Uploaded by Chris Cummings

(Graphs)Lab 2 Relationships between two variables

advertisement
Lab 2 Relationships Between Two Variables
Instructions: Read through and answer or implement the instructions given below. You will
submit your answers in a lab report through Canvas. For your report, please answer the
questions in narrative form where possible and using screenshots where needed. For instance,
any graph needs a screenshot. When in doubt, give a screenshot. The lab report is best
submitted in Word® or .pdf® format in Canvas (e.g. Google Docs and Apple Numbers are not
permitted).
Goals: This lab focuses on how to summarize relationships between two-variables. As with
much of statistical analyses, one should begin by identifying the types of variables involved.

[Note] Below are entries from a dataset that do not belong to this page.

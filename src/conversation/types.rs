//! Conversation record definitions.
//!
//! Defines [`RecordKind`] (question/answer pair or pasted transcript) and
//! [`ConversationRecord`], the unit persisted in the JSON store and rendered
//! into the Markdown log.

use serde::{Deserialize, Serialize};

use crate::summary::Summary;

/// How a record's text was captured.
#[derive(Debug, Clone, Copy, PartialEq, Eq, Default, Serialize, Deserialize)]
#[serde(rename_all = "snake_case")]
pub enum RecordKind {
    /// A single question and its answer.
    #[default]
    Qa,
    /// A whole conversation pasted or captured as one block; `question` is empty.
    Transcript,
}

impl RecordKind {
    pub fn as_str(&self) -> &'static str {
        match self {
            Self::Qa => "qa",
            Self::Transcript => "transcript",
        }
    }

    fn is_qa(&self) -> bool {
        matches!(self, Self::Qa)
    }
}

impl std::fmt::Display for RecordKind {
    fn fmt(&self, f: &mut std::fmt::Formatter<'_>) -> std::fmt::Result {
        f.write_str(self.as_str())
    }
}

/// One logged conversation. Derived fields are fixed at creation.
#[derive(Debug, Clone, PartialEq, Eq, Serialize, Deserialize)]
#[serde(try_from = "StoredRecord")]
pub struct ConversationRecord {
    /// Position in the store, starting at 1.
    pub id: u64,
    /// Local creation time, `%Y-%m-%d %H:%M`.
    pub timestamp: String,
    pub question: String,
    /// Answer text, or the full transcript for [`RecordKind::Transcript`].
    pub answer: String,
    pub key_points: Vec<String>,
    /// De-duplicated, in tag-table order.
    pub tags: Vec<String>,
    pub follow_up: Vec<String>,
    #[serde(skip_serializing_if = "RecordKind::is_qa")]
    pub kind: RecordKind,
}

impl ConversationRecord {
    pub fn new(
        id: u64,
        timestamp: String,
        kind: RecordKind,
        question: &str,
        answer: &str,
        summary: Summary,
    ) -> Self {
        Self {
            id,
            timestamp,
            question: question.to_string(),
            answer: answer.to_string(),
            key_points: summary.key_points,
            tags: summary.tags,
            follow_up: summary.follow_up,
            kind,
        }
    }
}

/// On-disk shape accepted when loading, including the older transcript layout
/// (`conversation` instead of `answer`, no `kind`).
#[derive(Deserialize)]
struct StoredRecord {
    id: u64,
    timestamp: String,
    #[serde(default)]
    question: String,
    answer: Option<String>,
    conversation: Option<String>,
    #[serde(default)]
    key_points: Vec<String>,
    #[serde(default)]
    tags: Vec<String>,
    #[serde(default)]
    follow_up: Vec<String>,
    kind: Option<RecordKind>,
}

impl TryFrom<StoredRecord> for ConversationRecord {
    type Error = String;

    fn try_from(raw: StoredRecord) -> Result<Self, Self::Error> {
        let (answer, kind) = match (raw.answer, raw.conversation) {
            (Some(answer), _) => (answer, raw.kind.unwrap_or_default()),
            (None, Some(transcript)) => (transcript, raw.kind.unwrap_or(RecordKind::Transcript)),
            (None, None) => {
                return Err(format!("record {} has neither `answer` nor `conversation`", raw.id))
            }
        };

        Ok(Self {
            id: raw.id,
            timestamp: raw.timestamp,
            question: raw.question,
            answer,
            key_points: raw.key_points,
            tags: raw.tags,
            follow_up: raw.follow_up,
            kind,
        })
    }
}

pub fn is_blank_input(question: &str, answer: &str) -> bool {
    question.trim().is_empty() && answer.trim().is_empty()
}

/// Minute-granularity local timestamp used for new records.
pub fn current_timestamp() -> String {
    chrono::Local::now().format("%Y-%m-%d %H:%M").to_string()
}
//! Orchestration: append to the record store, then render into the log.
//!
//! The two writes are not transactional. If the append succeeds and the render
//! fails, the store keeps the new record and the caller gets
//! [`Error::LogStale`] carrying it; [`ConversationManager::rerender`] re-runs
//! only the rendering step.

use std::path::PathBuf;

use crate::config::{ConvlogConfig, RenderConfig, SummaryConfig};
use crate::error::{Error, Result};
use crate::render::{write_log, LogRepository, MarkdownFileLog};
use crate::store::{FileLock, JsonFileStore, RecordRepository};

use super::types::{is_blank_input, ConversationRecord};

pub struct ConversationManager<R, L> {
    records: R,
    log: L,
    summary: SummaryConfig,
    render: RenderConfig,
    lock_path: Option<PathBuf>,
}

impl ConversationManager<JsonFileStore, MarkdownFileLog> {
    /// File-backed manager using the configured paths, limits, and lock.
    pub fn from_config(config: &ConvlogConfig) -> Self {
        let mut manager = Self::new(
            JsonFileStore::new(config.resolved_store_path()),
            MarkdownFileLog::new(config.resolved_log_path()),
        )
        .with_summary_config(config.summary.clone())
        .with_render_config(config.render.clone());
        manager.lock_path = config.resolved_lock_path();
        manager
    }
}

impl<R: RecordRepository, L: LogRepository> ConversationManager<R, L> {
    /// Manager with default limits and no cross-process lock.
    pub fn new(records: R, log: L) -> Self {
        Self {
            records,
            log,
            summary: SummaryConfig::default(),
            render: RenderConfig::default(),
            lock_path: None,
        }
    }

    pub fn with_summary_config(mut self, summary: SummaryConfig) -> Self {
        self.summary = summary;
        self
    }

    pub fn with_render_config(mut self, render: RenderConfig) -> Self {
        self.render = render;
        self
    }

    /// Hold an advisory lock at `path` around every append + render.
    pub fn with_lock(mut self, path: impl Into<PathBuf>) -> Self {
        self.lock_path = Some(path.into());
        self
    }

    pub fn records(&self) -> &R {
        &self.records
    }

    pub fn log(&self) -> &L {
        &self.log
    }

    /// Summarize and store a question/answer pair, then add it to the log.
    pub fn log_conversation(&self, question: &str, answer: &str) -> Result<ConversationRecord> {
        if is_blank_input(question, answer) {
            tracing::warn!("logging a conversation with empty question and answer");
        }
        self.append_and_render(|records, limits| records.append(question, answer, limits))
    }

    /// Summarize and store a whole transcript, then add it to the log.
    pub fn log_transcript(&self, transcript: &str) -> Result<ConversationRecord> {
        if transcript.trim().is_empty() {
            tracing::warn!("logging an empty transcript");
        }
        self.append_and_render(|records, limits| records.append_transcript(transcript, limits))
    }

    /// Render an already stored record into the log again.
    pub fn rerender(&self, id: u64) -> Result<ConversationRecord> {
        let _lock = self.acquire_lock()?;
        let record = self.records.get(id)?;
        write_log(&self.log, &record, self.render.max_preview_chars)?;
        Ok(record)
    }

    fn append_and_render<F>(&self, append: F) -> Result<ConversationRecord>
    where
        F: FnOnce(&R, &SummaryConfig) -> Result<ConversationRecord>,
    {
        let _lock = self.acquire_lock()?;
        let record = append(&self.records, &self.summary)?;

        if let Err(e) = write_log(&self.log, &record, self.render.max_preview_chars) {
            tracing::error!(id = record.id, error = %e, "record stored but log not updated");
            return Err(Error::LogStale {
                record: Box::new(record),
                source: Box::new(e),
            });
        }
        Ok(record)
    }

    fn acquire_lock(&self) -> Result<Option<FileLock>> {
        self.lock_path
            .as_ref()
            .map(|path| FileLock::acquire(path))
            .transpose()
    }
}
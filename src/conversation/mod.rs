pub mod manager;
pub mod stats;
pub mod types;

pub use manager::ConversationManager;
pub use types::{ConversationRecord, RecordKind};
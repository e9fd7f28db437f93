use std::path::{Path, PathBuf};

use crate::conversation::types::ConversationRecord;
use crate::error::{Error, Result};

use super::atomic::write_atomic;
use super::RecordRepository;

/// Records persisted as a pretty-printed JSON array in a single file.
#[derive(Debug, Clone)]
pub struct JsonFileStore {
    path: PathBuf,
}

impl JsonFileStore {
    pub fn new(path: impl Into<PathBuf>) -> Self {
        Self { path: path.into() }
    }

    pub fn path(&self) -> &Path {
        &self.path
    }
}

impl RecordRepository for JsonFileStore {
    fn load(&self) -> Result<Vec<ConversationRecord>> {
        if !self.path.exists() {
            tracing::debug!(path = %self.path.display(), "no record store yet");
            return Ok(Vec::new());
        }

        let bytes = std::fs::read(&self.path).map_err(|e| Error::io("read", &self.path, e))?;
        let records: Vec<ConversationRecord> =
            serde_json::from_slice(&bytes).map_err(|source| Error::CorruptStore {
                path: self.path.clone(),
                source,
            })?;

        tracing::debug!(path = %self.path.display(), count = records.len(), "record store loaded");
        Ok(records)
    }

    fn save(&self, records: &[ConversationRecord]) -> Result<()> {
        let mut json = serde_json::to_vec_pretty(records)?;
        json.push(b'\n');
        write_atomic(&self.path, &json)
    }
}
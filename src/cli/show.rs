use anyhow::Result;

use convlog::config::ConvlogConfig;
use convlog::store::{JsonFileStore, RecordRepository};

/// Print a stored record as pretty JSON.
pub fn show(config: &ConvlogConfig, id: u64) -> Result<()> {
    let store = JsonFileStore::new(config.resolved_store_path());
    let record = store.get(id)?;
    println!("{}", serde_json::to_string_pretty(&record)?);
    Ok(())
}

Recall the two major types of variables: Categorical (C) and Quantitative (Q). When looking at
relationships between two variables we have the following types of relationships each with their
own statistical summaries:
1. C-C: two-way tables and grouped bar graphs.
2. C-Q: side-by-side box plots and either of the following numerical summaries: mean and
standard deviation, or median and IQR for each of the categorical groups (these
numerical summaries will not be covered here).

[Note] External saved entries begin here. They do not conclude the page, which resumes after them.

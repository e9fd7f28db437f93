//! CLI `log`, `transcript`, and `session` commands — capture input and hand it to the manager.

use anyhow::{Context, Result};
use std::io::{BufRead, Read};
use std::path::Path;

use convlog::config::ConvlogConfig;
use convlog::conversation::types::is_blank_input;
use convlog::{ConversationManager, Error};

use super::{print_logged, prompt};

/// Prefix for each captured line in a session transcript.
const SPEAKER_PREFIX: &str = "👤 您: ";

/// Log one question/answer pair, prompting for whichever is missing.
pub fn log(config: &ConvlogConfig, question: Option<String>, answer: Option<String>) -> Result<()> {
    let question = match question {
        Some(q) => q,
        None => prompt("Question: ")?,
    };
    let answer = match answer {
        Some(a) => a,
        None => prompt("Answer: ")?,
    };

    if is_blank_input(&question, &answer) {
        println!("Nothing to log: question and answer are both empty.");
        return Ok(());
    }

    let manager = ConversationManager::from_config(config);
    let record = manager
        .log_conversation(&question, &answer)
        .map_err(explain)?;
    print_logged(&record, &config.resolved_log_path());
    Ok(())
}

/// Log a pasted transcript read from `file`, or from stdin until EOF.
pub fn transcript(config: &ConvlogConfig, file: Option<&Path>) -> Result<()> {
    let text = match file {
        Some(path) => std::fs::read_to_string(path)
            .with_context(|| format!("failed to read transcript {}", path.display()))?,
        None => {
            eprintln!("Paste the conversation, then end input with Ctrl+D:");
            let mut text = String::new();
            std::io::stdin()
                .read_to_string(&mut text)
                .context("failed to read transcript from stdin")?;
            text
        }
    };

    log_transcript_text(config, text.trim())
}

/// Collect lines until one contains `end_word`, then log them as a transcript.
pub fn session(config: &ConvlogConfig, end_word: &str) -> Result<()> {
    println!("Session started. Type a line containing '{end_word}' (or press Ctrl+D) to save.");
    let lines = collect_session(std::io::stdin().lock(), end_word)?;
    if lines.is_empty() {
        println!("Nothing to log: the session was empty.");
        return Ok(());
    }
    log_transcript_text(config, &lines.join("\n"))
}

fn log_transcript_text(config: &ConvlogConfig, text: &str) -> Result<()> {
    if text.trim().is_empty() {
        println!("Nothing to log: the transcript is empty.");
        return Ok(());
    }
    let manager = ConversationManager::from_config(config);
    let record = manager.log_transcript(text).map_err(explain)?;
    print_logged(&record, &config.resolved_log_path());
    Ok(())
}

/// Read lines from `reader` until EOF or a line containing `end_word`.
///
/// The ending line itself is not captured; blank lines are skipped.
fn collect_session(reader: impl BufRead, end_word: &str) -> Result<Vec<String>> {
    let mut lines = Vec::new();
    for line in reader.lines() {
        let line = line.context("failed to read session input")?;
        if line.contains(end_word) {
            break;
        }
        if line.trim().is_empty() {
            continue;
        }
        lines.push(format!("{SPEAKER_PREFIX}{line}"));
    }
    Ok(lines)
}

/// Attach a recovery hint to errors the user can act on.
fn explain(err: Error) -> anyhow::Error {
    let hint = match &err {
        Error::LogStale { record, .. } => Some(format!(
            "the record was saved; run `convlog render {}` once the log is writable",
            record.id
        )),
        Error::Locked(path) => Some(format!(
            "another convlog process holds {}; retry once it finishes",
            path.display()
        )),
        _ => None,
    };
    match hint {
        Some(hint) => anyhow::Error::new(err).context(hint),
        None => anyhow::Error::new(err),
    }
}
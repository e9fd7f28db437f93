//! Key-point and follow-up extraction.
//!
//! Both passes run over [`segment`] output and keep sentences that contain one
//! of a fixed keyword list (case-sensitive substring match). Key points fall
//! back to the leading sentences when nothing matches; follow-ups never do.

use super::segment::segment;

/// Words marking a sentence as a key point.
pub const KEY_POINT_KEYWORDS: &[&str] = &["关键", "要点", "重要", "主要", "核心", "总结", "自动"];

/// Words marking a sentence as a follow-up action.
pub const FOLLOW_UP_KEYWORDS: &[&str] = &["需要", "应该", "建议", "可以", "下一步", "创建", "运行"];

pub const DEFAULT_MAX_KEY_POINTS: usize = 5;
pub const DEFAULT_FALLBACK_KEY_POINTS: usize = 3;
pub const DEFAULT_MAX_FOLLOW_UP: usize = 3;

/// Extract up to five key points, falling back to the first three sentences.
pub fn extract_key_points(answer: &str) -> Vec<String> {
    key_points_with_limits(answer, DEFAULT_MAX_KEY_POINTS, DEFAULT_FALLBACK_KEY_POINTS)
}

/// Extract up to three follow-up actions.
pub fn extract_follow_up(answer: &str) -> Vec<String> {
    follow_up_with_limit(answer, DEFAULT_MAX_FOLLOW_UP)
}

pub fn key_points_with_limits(answer: &str, max: usize, fallback: usize) -> Vec<String> {
    let sentences = segment(answer);
    let matched = select_matching(&sentences, KEY_POINT_KEYWORDS, max);
    if !matched.is_empty() {
        return matched;
    }

    sentences
        .into_iter()
        .filter(|s| !s.is_empty())
        .take(fallback.min(max))
        .collect()
}

pub fn follow_up_with_limit(answer: &str, max: usize) -> Vec<String> {
    select_matching(&segment(answer), FOLLOW_UP_KEYWORDS, max)
}

fn select_matching(sentences: &[String], keywords: &[&str], max: usize) -> Vec<String> {
    sentences
        .iter()
        .filter(|s| !s.is_empty() && contains_any(s, keywords))
        .take(max)
        .cloned()
        .collect()
}

fn contains_any(text: &str, keywords: &[&str]) -> bool {
    keywords.iter().any(|k| text.contains(k))
}
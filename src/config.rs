use anyhow::{Context, Result};
use serde::Deserialize;
use std::path::{Path, PathBuf};
use tracing::info;

use crate::summary::extract::{
    DEFAULT_FALLBACK_KEY_POINTS, DEFAULT_MAX_FOLLOW_UP, DEFAULT_MAX_KEY_POINTS,
};

#[derive(Debug, Deserialize, Clone, Default)]
#[serde(default)]
pub struct ConvlogConfig {
    pub general: GeneralConfig,
    pub storage: StorageConfig,
    pub summary: SummaryConfig,
    pub render: RenderConfig,
}

#[derive(Debug, Deserialize, Clone)]
#[serde(default)]
pub struct GeneralConfig {
    pub log_level: String,
}

#[derive(Debug, Deserialize, Clone)]
#[serde(default)]
pub struct StorageConfig {
    pub store_path: String,
    pub log_path: String,
    /// Take `<store_path>.lock` around each append + render.
    pub lock: bool,
}

#[derive(Debug, Deserialize, Clone, PartialEq, Eq)]
#[serde(default)]
pub struct SummaryConfig {
    pub max_key_points: usize,
    /// Leading sentences used as key points when no keyword matches.
    pub fallback_key_points: usize,
    pub max_follow_up: usize,
}

#[derive(Debug, Deserialize, Clone, PartialEq, Eq)]
#[serde(default)]
pub struct RenderConfig {
    /// Characters of the answer shown in a rendered entry.
    pub max_preview_chars: usize,
}

impl Default for GeneralConfig {
    fn default() -> Self {
        Self {
            log_level: "info".into(),
        }
    }
}

impl Default for StorageConfig {
    fn default() -> Self {
        let dir = default_convlog_dir();
        Self {
            store_path: dir
                .join("conversation_data.json")
                .to_string_lossy()
                .into_owned(),
            log_path: dir
                .join("AI_Conversation_Log.md")
                .to_string_lossy()
                .into_owned(),
            lock: true,
        }
    }
}

impl Default for SummaryConfig {
    fn default() -> Self {
        Self {
            max_key_points: DEFAULT_MAX_KEY_POINTS,
            fallback_key_points: DEFAULT_FALLBACK_KEY_POINTS,
            max_follow_up: DEFAULT_MAX_FOLLOW_UP,
        }
    }
}

impl Default for RenderConfig {
    fn default() -> Self {
        Self {
            max_preview_chars: 200,
        }
    }
}

/// Returns `~/.convlog/`, or `./.convlog/` when there is no home directory.
pub fn default_convlog_dir() -> PathBuf {
    dirs::home_dir()
        .unwrap_or_else(|| PathBuf::from("."))
        .join(".convlog")
}

/// Returns the default config file path: `~/.convlog/config.toml`
pub fn default_config_path() -> PathBuf {
    default_convlog_dir().join("config.toml")
}

impl ConvlogConfig {
    /// Load config from TOML file (if it exists) then apply env var overrides.
    pub fn load() -> Result<Self> {
        Self::load_from(default_config_path())
    }

    /// Load from a specific path, then apply env var overrides.
    pub fn load_from(path: impl AsRef<Path>) -> Result<Self> {
        let path = path.as_ref();
        let mut config = if path.exists() {
            let contents = std::fs::read_to_string(path)
                .with_context(|| format!("failed to read config file {}", path.display()))?;
            toml::from_str(&contents).context("failed to parse config TOML")?
        } else {
            info!("no config file at {}, using defaults", path.display());
            ConvlogConfig::default()
        };

        config.apply_env_overrides();
        Ok(config)
    }

    /// Apply environment variable overrides (CONVLOG_STORE, CONVLOG_LOG, CONVLOG_LOG_LEVEL).
    fn apply_env_overrides(&mut self) {
        if let Ok(val) = std::env::var("CONVLOG_STORE") {
            self.storage.store_path = val;
        }
        if let Ok(val) = std::env::var("CONVLOG_LOG") {
            self.storage.log_path = val;
        }
        if let Ok(val) = std::env::var("CONVLOG_LOG_LEVEL") {
            self.general.log_level = val;
        }
    }

    pub fn resolved_store_path(&self) -> PathBuf {
        expand_tilde(&self.storage.store_path)
    }

    pub fn resolved_log_path(&self) -> PathBuf {
        expand_tilde(&self.storage.log_path)
    }

    /// Lock file guarding the store, or `None` when locking is disabled.
    pub fn resolved_lock_path(&self) -> Option<PathBuf> {
        self.storage.lock.then(|| {
            let mut name = self.resolved_store_path().into_os_string();
            name.push(".lock");
            PathBuf::from(name)
        })
    }
}

pub fn expand_tilde(path: &str) -> PathBuf {
    match (path.strip_prefix("~/"), dirs::home_dir()) {
        (Some(rest), Some(home)) => home.join(rest),
        _ => PathBuf::from(path),
    }
}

3. Q-Q: scatterplots, correlation coefficient r (here we will only compute Spearman’s
correlation), and the least squares regression line.
The instructions below will teach you how to implement each of these and then give you practice
applying them to a novel dataset.
About the Data: The data used throughout the lab is from the U.S. Department of Agriculture
on access to food, or food desserts in Arizona. The complete data can be found here:
https://www.ers.usda.gov/data-products/food-access-research-atlas/
Below are some of the variables we will be considering:
CensusTract = Census Tract ID
State = State
County = County
Urban = 1 for Urban, 0 for other
POP2010 = Population in the tract
HUNVFlag = Flag for tract where >= 100 of households do not have a vehicle, and
beyond 1/2 mile from supermarket
PovertyRate = Poverty rate
LA1and10 = Flag for low access tract at 1 mile for urban areas or 10 miles for rural areas
MedianFamilyIncome = Median Family Income
lahunvhalfshare = Share of tract housing units that are without vehicle and beyond 1/2
mile from supermarket
TractLOWI = Total count of low-income population in tract
TractKids = Total count of children age 0-17 in tract
laseniorshalfshare = Share of tract population that are seniors beyond 1/2 mile from
supermarket
LILATracts_1And10 = Flag for food desert when considering low accessibility at 1 and
10 miles
Guided Instructions
1. Loading data
We begin this lab by first loading our data into Excel® for analysis.
Start Excel® and open “FoodAccess2015.xlsx” as you did in Lab 1.
2. Summarizing C-C relationships with two-way tables and barplots
Suppose that we wish to determine whether urban or suburban communities have better
access to food. For this we will consider the two variables Urban and HUNVFlag.
This will utilize the table command much like we did in the previous lab. Prior to doing
this, it is important to identify the independent variable, and the dependent variable. In
our case it would make sense that whether a region is Urban or not will influence
vehicular access to food, HUNVFlag. So Urban will be our independent variable and
HUNVFlag the dependent. Choose a cell to the right of the data and put in labels for
color in horizontal cells and for gender in vertical cells as follows:
If you want the box around the table as shown (this is not needed), then look near the font
choices on the command home tab for a box:
To count how often an Other tract is Accessible, we use the following command:
=COUNTIFS(D:D,R3,F:F,S2)
In this command, the D:D specifies which column to look at first and the R3 tells us to
only count the Other tracts. The F:F specifies the HUNVFlag column and S2 is for
Accessible. Adjust the R3 and the S2 as needed for your table.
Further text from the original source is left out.